(What is needed): Your response should be every line from the entries that includes the string "match".

---- Data

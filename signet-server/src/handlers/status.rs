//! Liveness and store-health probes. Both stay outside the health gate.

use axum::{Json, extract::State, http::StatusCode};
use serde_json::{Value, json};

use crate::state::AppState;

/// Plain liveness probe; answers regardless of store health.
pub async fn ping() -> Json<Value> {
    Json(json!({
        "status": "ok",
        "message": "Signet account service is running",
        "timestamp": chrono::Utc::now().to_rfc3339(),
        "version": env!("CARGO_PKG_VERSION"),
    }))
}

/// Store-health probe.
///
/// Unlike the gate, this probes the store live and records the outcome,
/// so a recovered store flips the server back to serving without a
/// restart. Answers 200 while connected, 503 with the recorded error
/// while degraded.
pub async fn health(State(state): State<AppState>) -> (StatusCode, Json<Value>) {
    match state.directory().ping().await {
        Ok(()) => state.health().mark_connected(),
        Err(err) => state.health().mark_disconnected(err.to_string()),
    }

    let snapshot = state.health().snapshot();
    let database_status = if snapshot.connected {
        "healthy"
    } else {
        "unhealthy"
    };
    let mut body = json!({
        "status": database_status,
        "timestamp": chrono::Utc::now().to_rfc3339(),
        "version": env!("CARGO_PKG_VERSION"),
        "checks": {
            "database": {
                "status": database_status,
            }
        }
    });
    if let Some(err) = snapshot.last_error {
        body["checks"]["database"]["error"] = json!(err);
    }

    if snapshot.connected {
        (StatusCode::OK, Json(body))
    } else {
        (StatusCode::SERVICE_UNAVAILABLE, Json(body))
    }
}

--------
---- Data

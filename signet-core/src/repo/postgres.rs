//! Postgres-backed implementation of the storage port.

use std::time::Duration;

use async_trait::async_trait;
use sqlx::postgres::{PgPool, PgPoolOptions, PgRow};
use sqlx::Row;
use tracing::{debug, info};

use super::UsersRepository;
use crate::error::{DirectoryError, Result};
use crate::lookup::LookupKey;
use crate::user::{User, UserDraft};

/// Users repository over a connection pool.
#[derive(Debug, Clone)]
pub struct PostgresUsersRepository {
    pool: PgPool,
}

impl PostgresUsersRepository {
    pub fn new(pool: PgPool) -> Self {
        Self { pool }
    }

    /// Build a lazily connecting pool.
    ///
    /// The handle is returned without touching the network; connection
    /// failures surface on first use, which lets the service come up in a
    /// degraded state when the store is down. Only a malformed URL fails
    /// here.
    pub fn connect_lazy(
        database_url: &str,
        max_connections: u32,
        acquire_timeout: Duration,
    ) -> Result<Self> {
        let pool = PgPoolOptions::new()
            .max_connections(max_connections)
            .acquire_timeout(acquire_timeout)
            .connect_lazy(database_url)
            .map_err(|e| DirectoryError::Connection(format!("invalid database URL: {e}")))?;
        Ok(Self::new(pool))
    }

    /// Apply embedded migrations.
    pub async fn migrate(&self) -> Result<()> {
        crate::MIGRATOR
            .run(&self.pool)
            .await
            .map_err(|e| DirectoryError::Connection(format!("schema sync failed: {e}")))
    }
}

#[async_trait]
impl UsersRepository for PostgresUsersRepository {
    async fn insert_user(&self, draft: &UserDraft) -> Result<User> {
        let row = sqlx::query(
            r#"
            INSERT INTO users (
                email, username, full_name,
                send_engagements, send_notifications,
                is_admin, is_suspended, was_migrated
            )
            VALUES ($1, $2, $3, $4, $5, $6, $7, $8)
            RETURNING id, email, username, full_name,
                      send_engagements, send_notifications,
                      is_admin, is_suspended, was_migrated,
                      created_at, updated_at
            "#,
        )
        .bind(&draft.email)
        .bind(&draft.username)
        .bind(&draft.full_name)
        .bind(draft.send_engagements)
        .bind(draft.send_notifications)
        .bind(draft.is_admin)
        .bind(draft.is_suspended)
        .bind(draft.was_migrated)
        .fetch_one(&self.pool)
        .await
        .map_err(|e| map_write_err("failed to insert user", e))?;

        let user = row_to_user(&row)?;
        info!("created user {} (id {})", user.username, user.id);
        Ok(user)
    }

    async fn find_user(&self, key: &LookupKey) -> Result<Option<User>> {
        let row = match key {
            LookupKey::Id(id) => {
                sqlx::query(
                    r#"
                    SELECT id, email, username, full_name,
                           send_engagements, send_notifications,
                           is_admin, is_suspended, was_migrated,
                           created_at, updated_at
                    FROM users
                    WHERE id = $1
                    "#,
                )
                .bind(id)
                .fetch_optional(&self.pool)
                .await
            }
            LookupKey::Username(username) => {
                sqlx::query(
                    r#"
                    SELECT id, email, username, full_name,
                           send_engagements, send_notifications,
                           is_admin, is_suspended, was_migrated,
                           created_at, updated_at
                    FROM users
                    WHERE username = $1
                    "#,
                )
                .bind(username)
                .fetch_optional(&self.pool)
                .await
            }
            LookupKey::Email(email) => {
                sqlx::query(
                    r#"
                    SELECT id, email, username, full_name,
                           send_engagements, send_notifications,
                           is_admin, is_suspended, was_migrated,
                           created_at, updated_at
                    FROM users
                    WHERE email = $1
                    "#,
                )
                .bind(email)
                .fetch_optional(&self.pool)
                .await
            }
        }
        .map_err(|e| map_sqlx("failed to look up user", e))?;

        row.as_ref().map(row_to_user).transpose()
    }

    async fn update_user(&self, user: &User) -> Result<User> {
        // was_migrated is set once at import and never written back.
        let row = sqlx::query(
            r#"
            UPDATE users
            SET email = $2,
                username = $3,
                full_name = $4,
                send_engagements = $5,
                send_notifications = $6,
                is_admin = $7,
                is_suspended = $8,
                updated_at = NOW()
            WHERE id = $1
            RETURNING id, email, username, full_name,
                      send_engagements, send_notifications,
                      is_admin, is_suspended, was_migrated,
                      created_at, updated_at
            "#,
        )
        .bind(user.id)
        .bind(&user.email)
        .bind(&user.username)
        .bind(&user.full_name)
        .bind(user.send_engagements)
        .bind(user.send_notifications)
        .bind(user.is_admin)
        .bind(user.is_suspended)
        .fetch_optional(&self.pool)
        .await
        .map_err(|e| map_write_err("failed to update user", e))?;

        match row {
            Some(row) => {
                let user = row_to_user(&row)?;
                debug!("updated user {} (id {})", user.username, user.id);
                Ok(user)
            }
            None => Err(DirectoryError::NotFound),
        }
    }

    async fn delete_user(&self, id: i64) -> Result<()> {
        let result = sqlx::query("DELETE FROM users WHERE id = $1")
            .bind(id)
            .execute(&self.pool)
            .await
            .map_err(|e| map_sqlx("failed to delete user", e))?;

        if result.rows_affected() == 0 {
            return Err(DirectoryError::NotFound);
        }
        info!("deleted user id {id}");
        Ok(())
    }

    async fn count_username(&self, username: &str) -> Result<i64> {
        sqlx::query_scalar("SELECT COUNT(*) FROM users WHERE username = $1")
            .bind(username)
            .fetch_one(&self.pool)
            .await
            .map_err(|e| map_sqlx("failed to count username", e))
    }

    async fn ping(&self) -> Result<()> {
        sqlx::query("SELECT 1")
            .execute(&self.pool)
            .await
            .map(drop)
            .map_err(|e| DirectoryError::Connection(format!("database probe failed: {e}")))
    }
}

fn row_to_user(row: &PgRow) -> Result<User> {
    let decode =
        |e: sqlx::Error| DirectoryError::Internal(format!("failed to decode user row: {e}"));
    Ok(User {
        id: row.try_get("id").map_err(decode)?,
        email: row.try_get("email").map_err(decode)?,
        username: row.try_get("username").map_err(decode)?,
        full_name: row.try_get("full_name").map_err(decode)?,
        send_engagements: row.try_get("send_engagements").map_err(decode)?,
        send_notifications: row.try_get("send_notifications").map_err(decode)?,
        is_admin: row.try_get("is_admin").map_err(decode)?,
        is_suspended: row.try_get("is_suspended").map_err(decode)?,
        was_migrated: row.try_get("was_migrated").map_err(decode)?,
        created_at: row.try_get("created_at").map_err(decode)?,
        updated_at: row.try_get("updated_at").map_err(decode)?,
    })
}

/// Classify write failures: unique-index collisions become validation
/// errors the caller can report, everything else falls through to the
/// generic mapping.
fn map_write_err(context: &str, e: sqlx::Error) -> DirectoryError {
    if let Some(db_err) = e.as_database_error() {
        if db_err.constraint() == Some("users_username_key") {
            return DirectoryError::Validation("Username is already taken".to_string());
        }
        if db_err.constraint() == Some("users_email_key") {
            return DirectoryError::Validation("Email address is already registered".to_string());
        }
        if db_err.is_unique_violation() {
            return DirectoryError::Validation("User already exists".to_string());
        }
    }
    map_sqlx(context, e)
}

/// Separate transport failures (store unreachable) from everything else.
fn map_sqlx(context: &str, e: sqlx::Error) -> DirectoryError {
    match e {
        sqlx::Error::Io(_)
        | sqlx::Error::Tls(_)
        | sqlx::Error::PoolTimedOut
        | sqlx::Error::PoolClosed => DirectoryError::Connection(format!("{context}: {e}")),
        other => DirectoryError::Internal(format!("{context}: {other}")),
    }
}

--------

(Answer for the task):
    match state.directory().ping().await {
        let row = match key {
        match row {
    match e {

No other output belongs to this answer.